Genberg M, Öberg A, Andrén B, Hedenström H, Frisk P, Flachskampf F A
Department of Medical Sciences, Clinical Physiology, Uppsala University, Uppsala, Sweden.
Pediatr Blood Cancer. 2015 Jan;62(1):143-7. doi: 10.1002/pbc.25135. Epub 2014 Sep 22.
Hematopoietic cell transplantation (HCT) including preparative regimens with chemotherapy and total body irradiation (TBI) is an accepted treatment for many malignant disorders but may have side-effects for several organs, including the cardiovascular system. The aim of this study was to study very long-term consequences on cardiac function after childhood HCT.

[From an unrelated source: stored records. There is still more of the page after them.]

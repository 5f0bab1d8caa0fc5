use chrono::{DateTime, Utc};
use rust_decimal::Decimal;
use serde::{Deserialize, Serialize};

use crate::types::{Allocation, InvestmentGoal, Money, Rate, RiskLevel, CASH_SYMBOL};

#[derive(Debug, Clone, Copy, PartialEq, Eq, Hash, Serialize, Deserialize)]
#[serde(rename_all = "snake_case")]
pub enum TransactionKind {
    Buy,
    Sell,
    Dividend,
    Deposit,
    Withdrawal,
}

/// An entry in a portfolio's append-only log.
#[derive(Debug, Clone, PartialEq, Serialize, Deserialize)]
pub struct Transaction {
    pub id: String,
    #[serde(rename = "type")]
    pub kind: TransactionKind,
    #[serde(default, skip_serializing_if = "Option::is_none")]
    pub symbol: Option<String>,
    #[serde(default, skip_serializing_if = "Option::is_none")]
    pub shares: Option<Decimal>,
    #[serde(default, skip_serializing_if = "Option::is_none")]
    pub price: Option<Money>,
    /// Cash moved by the transaction, always positive.
    pub amount: Money,
    /// Sells only: proceeds minus average cost of the shares sold.
    #[serde(default, skip_serializing_if = "Option::is_none")]
    pub realized_gain: Option<Money>,
    pub timestamp: DateTime<Utc>,
    #[serde(default, skip_serializing_if = "Option::is_none")]
    pub note: Option<String>,
}

/// A holding valued at its last known price.
#[derive(Debug, Clone, PartialEq, Serialize, Deserialize)]
pub struct Asset {
    pub symbol: String,
    pub shares: Decimal,
    pub price: Money,
    pub value: Money,
    /// value / portfolio total_value
    pub allocation: Rate,
    /// Average cost per share from the transaction log.
    pub average_cost: Money,
}

#[derive(Debug, Clone, PartialEq, Serialize, Deserialize)]
pub struct Portfolio {
    pub id: String,
    #[serde(default)]
    pub name: Option<String>,
    /// Bumped by the store on every successful update.
    pub version: u64,
    pub risk_level: RiskLevel,
    pub investment_goals: Vec<InvestmentGoal>,
    pub target_allocation: Allocation,
    pub total_value: Money,
    pub cash_balance: Money,
    pub assets: Vec<Asset>,
    pub transactions: Vec<Transaction>,
    pub created_at: DateTime<Utc>,
    pub updated_at: DateTime<Utc>,
    #[serde(default)]
    pub last_rebalanced: Option<DateTime<Utc>>,
}

impl Portfolio {
    pub fn asset(&self, symbol: &str) -> Option<&Asset> {
        self.assets
            .iter()
            .find(|a| a.symbol.eq_ignore_ascii_case(symbol.trim()))
    }

    pub fn held_symbols(&self) -> Vec<String> {
        self.assets.iter().map(|a| a.symbol.clone()).collect()
    }

    /// Actual weights including the cash sleeve. An empty portfolio reports
    /// its target.
    pub fn current_allocation(&self) -> Allocation {
        if self.total_value <= Decimal::ZERO {
            return self.target_allocation.clone();
        }
        let weights = self
            .assets
            .iter()
            .map(|a| (a.symbol.clone(), a.value))
            .chain(std::iter::once((CASH_SYMBOL.to_string(), self.cash_balance)));
        Allocation::from_weights(weights).unwrap_or_else(|_| self.target_allocation.clone())
    }

    /// Invested value plus cash, recomputed from holdings.
    pub fn computed_total(&self) -> Money {
        self.assets.iter().map(|a| a.value).sum::<Money>() + self.cash_balance
    }
}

Cardiac function was evaluated using echocardiography and levels of NT-proBNP and growth hormone (GHmax) in 18 patients, at a median of 18 years after HCT including TBI, and in 18 matched controls.
Patients after HCT had cardiac dimensions, volumes, and left ventricular ejection fractions within normal range after correction for body size. However, compared with the control group, patients after HCT had significantly lower E/A ratio, as a measure of left ventricular diastolic function, significantly lower fractional shortening and mitral annular plane systolic excursion, as measures of left ventricular systolic function, significantly lower tricuspid annular plane systolic excursion, as a measure of right ventricular function, and significantly higher NT-proBNP, as a measure of total cardiac function. Also, pulmonary flow acceleration time was shorter in the group after HCT, indicating possible pulmonary involvement. Heart rate was significantly higher and GHmax significantly lower in patients after HCT.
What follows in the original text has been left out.